Medizintechnik

„Schnitzeljagd“-App zeigt Alzheimer-Risiko auf

Orientierungssinn verrät demenzgefährdete Personen

Person hält ein Smartphone mit einer Navigations-App in der Hand
Die spezielle Navigations-App erkennt, wie oft jemand auf seinem Weg zur Orientierung anhält. Häufige Stopps können ein Zeichen für eine beginnende Demenz sein. © Dacharlie / iStock

Digitaler Helfer: Forschende haben eine App entwickelt, die Personen mit erhöhtem Demenzrisiko zuverlässig identifiziert. Die Erkennung basiert auf den erfassten Bewegungsdaten der Menschen während einer „Schnitzeljagd“, die alltagsnahe Orientierungs-Situationen simuliert. Anhand des Orientierungssinns der Personen kann damit auf ihren geistigen Zustand geschlossen werden. Die App könnte künftig zur Früherkennung und Verlaufskontrolle bei Alzheimer eingesetzt werden.

Alzheimer ist die häufigste neurodegenerative Erkrankung weltweit. Der fortschreitende Abbau von Hirnsubstanz führt zur Demenz und ist bislang nicht heilbar. Ein großes Problem bei der Behandlung ist zudem, dass die Erkrankung sich in der Regel schleichend entwickelt und über Jahre hinweg unbemerkt verläuft. Sie wird daher meist zu spät erkannt.

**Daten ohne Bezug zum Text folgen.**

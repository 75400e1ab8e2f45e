//! Observation hooks fired around analyzer runs and artifact visits.
//!
//! Listeners never influence metric computation; they exist for progress
//! reporting and debugging.

use std::fmt;

use tracing::trace;

use crate::core::artifact::ArtifactMeta;

/// Receives start/end events from analyzers.
pub trait AnalyzerListener: fmt::Debug {
    fn start_analyzer(&mut self, _analyzer: &str) {}

    fn end_analyzer(&mut self, _analyzer: &str) {}

    fn start_visit(&mut self, _analyzer: &str, _artifact: &ArtifactMeta) {}

    fn end_visit(&mut self, _analyzer: &str, _artifact: &ArtifactMeta) {}
}

/// Reports every event at `trace` level.
#[derive(Debug, Default, Clone, Copy)]
pub struct TracingListener;

impl AnalyzerListener for TracingListener {
    fn start_analyzer(&mut self, analyzer: &str) {
        trace!(analyzer, "analyzer started");
    }

    fn end_analyzer(&mut self, analyzer: &str) {
        trace!(analyzer, "analyzer finished");
    }

    fn start_visit(&mut self, analyzer: &str, artifact: &ArtifactMeta) {
        trace!(analyzer, kind = %artifact.kind, "start {}", artifact.qualified_name);
    }

    fn end_visit(&mut self, analyzer: &str, artifact: &ArtifactMeta) {
        trace!(analyzer, kind = %artifact.kind, "end {}", artifact.qualified_name);
    }
}

/// Per-run context threaded through every analyzer.
#[derive(Debug, Default)]
pub struct AnalysisContext {
    listeners: Vec<Box<dyn AnalyzerListener>>,
}

impl AnalysisContext {
    pub fn new() -> Self {
        Self::default()
    }

    /// Context with a [`TracingListener`] attached
    pub fn with_tracing() -> Self {
        let mut context = Self::new();
        context.add_listener(Box::new(TracingListener));
        context
    }

    pub fn add_listener(&mut self, listener: Box<dyn AnalyzerListener>) {
        self.listeners.push(listener);
    }

    pub fn listener_count(&self) -> usize {
        self.listeners.len()
    }

    pub fn fire_start_analyzer(&mut self, analyzer: &str) {
        for listener in &mut self.listeners {
            listener.start_analyzer(analyzer);
        }
    }

    pub fn fire_end_analyzer(&mut self, analyzer: &str) {
        for listener in &mut self.listeners {
            listener.end_analyzer(analyzer);
        }
    }

    pub fn fire_start_visit(&mut self, analyzer: &str, artifact: &ArtifactMeta) {
        for listener in &mut self.listeners {
            listener.start_visit(analyzer, artifact);
        }
    }

    pub fn fire_end_visit(&mut self, analyzer: &str, artifact: &ArtifactMeta) {
        for listener in &mut self.listeners {
            listener.end_visit(analyzer, artifact);
        }
    }
}
//! Validation helper functions for configuration types.

use crate::core::errors::{MetricsError, Result};

/// Validate that a usize value is greater than zero.
pub fn validate_positive_usize(value: usize, field: &str) -> Result<()> {
    if value == 0 {
        return Err(MetricsError::validation_field(
            format!("{} must be greater than 0", field),
            field,
        ));
    }
    Ok(())
}

/// Validate that an f64 value is greater than zero.
pub fn validate_positive_f64(value: f64, field: &str) -> Result<()> {
    if !(value > 0.0) || value.is_infinite() {
        return Err(MetricsError::validation_field(
            format!("{} must be a finite value greater than 0.0", field),
            field,
        ));
    }
    Ok(())
}

/// Validate that an f64 value lies strictly inside (0.0, 1.0).
pub fn validate_open_unit_interval(value: f64, field: &str) -> Result<()> {
    if !(value > 0.0 && value < 1.0) {
        return Err(MetricsError::validation_field(
            format!("{} must be between 0.0 and 1.0 (exclusive), got {}", field, value),
            field,
        ));
    }
    Ok(())
}

/// Validate that a list is not empty.
pub fn validate_non_empty<T>(values: &[T], field: &str) -> Result<()> {
    if values.is_empty() {
        return Err(MetricsError::validation_field(
            format!("{} must contain at least one entry", field),
            field,
        ));
    }
    Ok(())
}

#[cfg(test)]
mod tests {
    use super::*;

    #[test]
    fn rejects_zero_usize() {
        assert!(validate_positive_usize(0, "max_iterations").is_err());
        assert!(validate_positive_usize(1, "max_iterations").is_ok());
    }

    #[test]
    fn rejects_non_positive_and_nan_floats() {
        assert!(validate_positive_f64(0.0, "threshold").is_err());
        assert!(validate_positive_f64(f64::NAN, "threshold").is_err());
        assert!(validate_positive_f64(f64::INFINITY, "threshold").is_err());
        assert!(validate_positive_f64(1e-9, "threshold").is_ok());
    }

    #[test]
    fn open_unit_interval_excludes_bounds() {
        assert!(validate_open_unit_interval(0.0, "damping").is_err());
        assert!(validate_open_unit_interval(1.0, "damping").is_err());
        assert!(validate_open_unit_interval(0.85, "damping").is_ok());
    }

    #[test]
    fn empty_lists_are_rejected_with_field_name() {
        let err = validate_non_empty::<String>(&[], "coderank.strategies").unwrap_err();
        assert!(err.to_string().contains("coderank.strategies"));
    }
}
//! Key/value cache drivers used to persist per-artifact metrics across runs.
//!
//! Entries live in a category (`"metrics"`, `"fingerprints"`) and are wrapped
//! in a [`CacheEnvelope`] carrying the format version, an optional content hash
//! and an optional expiry. Anything that does not check out on restore is a
//! miss; drivers never hand back stale or foreign data.

pub mod file;
pub mod memory;

use std::cell::RefCell;
use std::fmt;
use std::rc::Rc;
use std::time::{SystemTime, UNIX_EPOCH};

use serde::{Deserialize, Serialize};
use serde_json::Value;

use crate::core::config::{CacheConfig, CacheDriverKind};
use crate::core::errors::{MetricsError, Result};

pub use file::FileCacheDriver;
pub use memory::MemoryCacheDriver;

/// Bump when the envelope or any stored payload changes shape
pub const CACHE_FORMAT_VERSION: u32 = 1;

/// Marker stored with each entry; entries written by another format or
/// crate version never match and are treated as misses.
pub fn environment_marker() -> String {
    format!("{}-{}", CACHE_FORMAT_VERSION, env!("CARGO_PKG_VERSION"))
}

/// Typed key/value store with TTL and hash-verified entries.
pub trait CacheDriver: fmt::Debug {
    /// Store `data` under `category`/`key`, replacing any previous entry
    fn store(&mut self, category: &str, key: &str, data: &Value, hash: Option<&str>) -> Result<()>;

    /// Fetch an entry; `None` on miss, hash mismatch, version mismatch,
    /// expiry or unreadable data
    fn restore(&self, category: &str, key: &str, hash: Option<&str>) -> Option<Value>;

    /// Drop every entry in `category` whose key starts with `key_prefix`
    fn remove(&mut self, category: &str, key_prefix: &str) -> Result<()>;
}

/// Driver instance shared by every analyzer of one run
pub type SharedCacheDriver = Rc<RefCell<dyn CacheDriver>>;

/// Wrap a driver for sharing between analyzers
pub fn shared(driver: impl CacheDriver + 'static) -> SharedCacheDriver {
    Rc::new(RefCell::new(driver))
}

/// Build the driver selected by configuration
pub fn driver_from_config(config: &CacheConfig) -> Result<SharedCacheDriver> {
    Ok(match config.driver {
        CacheDriverKind::Memory => shared(MemoryCacheDriver::with_ttl(config.ttl_seconds)),
        CacheDriverKind::File => shared(FileCacheDriver::new(
            config.resolved_location()?,
            config.ttl_seconds,
        )),
    })
}

/// Binds a category to a driver for a sequence of calls.
pub struct CacheScope<'a> {
    driver: &'a mut dyn CacheDriver,
    category: &'a str,
}

impl<'a> CacheScope<'a> {
    pub fn new(driver: &'a mut dyn CacheDriver, category: &'a str) -> Self {
        Self { driver, category }
    }

    pub fn store(&mut self, key: &str, data: &Value, hash: Option<&str>) -> Result<()> {
        self.driver.store(self.category, key, data, hash)
    }

    pub fn restore(&self, key: &str, hash: Option<&str>) -> Option<Value> {
        self.driver.restore(self.category, key, hash)
    }

    pub fn remove(&mut self, key_prefix: &str) -> Result<()> {
        self.driver.remove(self.category, key_prefix)
    }
}

/// On-medium representation of a cache entry
#[derive(Debug, Clone, Serialize, Deserialize)]
pub struct CacheEnvelope {
    /// Environment marker at write time
    pub version: String,

    /// Full key, kept so prefix removal works on hashed file names
    pub key: String,

    /// Optional content hash the reader must present
    pub hash: Option<String>,

    /// Unix timestamp after which the entry is a miss
    pub expires_at: Option<u64>,

    pub data: Value,
}

impl CacheEnvelope {
    pub fn new(key: &str, data: &Value, hash: Option<&str>, ttl_seconds: Option<u64>) -> Self {
        Self {
            version: environment_marker(),
            key: key.to_string(),
            hash: hash.map(str::to_string),
            expires_at: ttl_seconds.map(|ttl| unix_now().saturating_add(ttl)),
            data: data.clone(),
        }
    }

    /// Whether the entry may be served for `key` and `hash` at time `now`
    pub fn is_valid_for(&self, key: &str, hash: Option<&str>, now: u64) -> bool {
        if self.version != environment_marker() || self.key != key {
            return false;
        }
        if let Some(expected) = hash {
            if self.hash.as_deref() != Some(expected) {
                return false;
            }
        }
        match self.expires_at {
            Some(expires_at) => now < expires_at,
            None => true,
        }
    }
}

/// Reject entries that could not be addressed again
pub(crate) fn check_address(category: &str, key: &str) -> Result<()> {
    if category.is_empty() {
        return Err(MetricsError::cache_key("Cache category must not be empty", key));
    }
    if key.is_empty() {
        return Err(MetricsError::cache_key(
            format!("Cache key in category '{}' must not be empty", category),
            key,
        ));
    }
    Ok(())
}

pub(crate) fn unix_now() -> u64 {
    SystemTime::now()
        .duration_since(UNIX_EPOCH)
        .map(|elapsed| elapsed.as_secs())
        .unwrap_or(0)
}

#[cfg(test)]
mod tests {
    use super::*;
    use serde_json::json;

    #[test]
    fn envelope_rejects_foreign_versions() {
        let mut envelope = CacheEnvelope::new("loc", &json!({}), None, None);
        assert!(envelope.is_valid_for("loc", None, unix_now()));

        envelope.version = "0-0.0.0".to_string();
        assert!(!envelope.is_valid_for("loc", None, unix_now()));
    }

    #[test]
    fn envelope_checks_hash_only_when_requested() {
        let envelope = CacheEnvelope::new("loc", &json!(1), Some("abc"), None);
        assert!(envelope.is_valid_for("loc", None, 0));
        assert!(envelope.is_valid_for("loc", Some("abc"), 0));
        assert!(!envelope.is_valid_for("loc", Some("def"), 0));
    }

    #[test]
    fn envelope_expires() {
        let envelope = CacheEnvelope::new("loc", &json!(1), None, Some(10));
        let written = envelope.expires_at.unwrap() - 10;
        assert!(envelope.is_valid_for("loc", None, written));
        assert!(!envelope.is_valid_for("loc", None, written + 10));
    }

    #[test]
    fn scope_binds_category() {
        let mut driver = MemoryCacheDriver::new();
        {
            let mut scope = CacheScope::new(&mut driver, "metrics");
            scope.store("loc", &json!({"a": 1}), None).unwrap();
            assert_eq!(scope.restore("loc", None), Some(json!({"a": 1})));
        }
        assert!(driver.restore("fingerprints", "loc", None).is_none());
    }

    #[test]
    fn config_selects_driver() {
        let dir = tempfile::tempdir().unwrap();
        let config = CacheConfig {
            driver: CacheDriverKind::File,
            location: Some(dir.path().to_path_buf()),
            ttl_seconds: None,
        };
        let driver = driver_from_config(&config).unwrap();
        driver
            .borrow_mut()
            .store("metrics", "loc", &json!([1, 2]), None)
            .unwrap();
        assert!(dir.path().join("metrics").exists());
    }
}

„Aktuell wird Alzheimer oft zu spät behandelt, um eine wirksame Therapie zu gewährleisten. Auch die neuen Antikörper-Medikamente, die derzeit viel diskutiert werden, wirken nur, wenn sie frühzeitig verabreicht werden“, erklärt Anne Maass vom Deutschen Zentrum für Neurodegenerative Erkrankungen e.V. (DZNE) in Magdeburg. „Daher müssen wir in die Lage kommen, die Krankheit früher zu diagnostizieren, wenn die Symptome noch mild sind.“

Schnitzeljagd als Alzheimer-Test

Ein Team um Maass und Erstautor Jonas Marquardt vom DZNE hat nun einen neuartigen Ansatz getestet, um eines der ersten Symptome einer Alzheimer-Erkrankung zu erkennen: Probleme mit der räumlichen Orientierung. Die Neurowissenschaftler entwickelten dafür eine Smartphone-App, die alltagsnahe Situationen simuliert und Orientierungsschwierigkeiten der Nutzer aufzeigt. „Unsere Studie beruht auf einer Art Schnitzeljagd, bei der vorgegebene Orte gefunden werden mussten“, erläutert Seniorautorin Nadine Diersch vom DZNE.

Die Probanden sollten mithilfe der App nacheinander fünf Gebäude auf dem Campus der Universität Magdeburg finden, die auf einer rund 800 Meter langen Route lagen. Die App zeigte dabei jeweils eine Straßenkarte mit der aktuellen Position und dem nächsten Ziel, inklusive Foto. Allerdings verschwanden diese Informationen, sobald die Probanden losliefen. „Die Versuchsteilnehmer mussten sich Straßenbild, Standpunkt und Zielort einprägen und dann ihrem Orientierungssinn und räumlichen Gedächtnis folgen“, erklärt Marquardt. „Wussten sie unterwegs nicht weiter, konnten sie in der App einen Hilfe-Button drücken. Die Karte, ihre Position und das Ziel wurden dann wieder kurz eingeblendet.“

Die App erfasste während dieser Schnitzeljagd per GPS die Bewegungsdaten der Teilnehmenden. Die Forschenden werteten diese GPS-Daten anschließend aus und verglichen die Bewegungsprofile der Probanden. Insgesamt 72 Erwachsene zwischen 22 und 72 Jahren nahmen an der Untersuchung teil. Darunter waren 23 ältere Personen, die unter „subjective cognitive decline“ (SCD) leiden. Der Begriff beschreibt subjektiv empfundene Beeinträchtigungen der geistigen Leistungsfähigkeit, die sich mit neuropsychologischen Standard-Tests aber nicht nachweisen lassen. Betroffene entwickeln nicht zwangsläufig eine Demenz, haben jedoch erwiesenermaßen ein erhöhtes Demenz-Risiko.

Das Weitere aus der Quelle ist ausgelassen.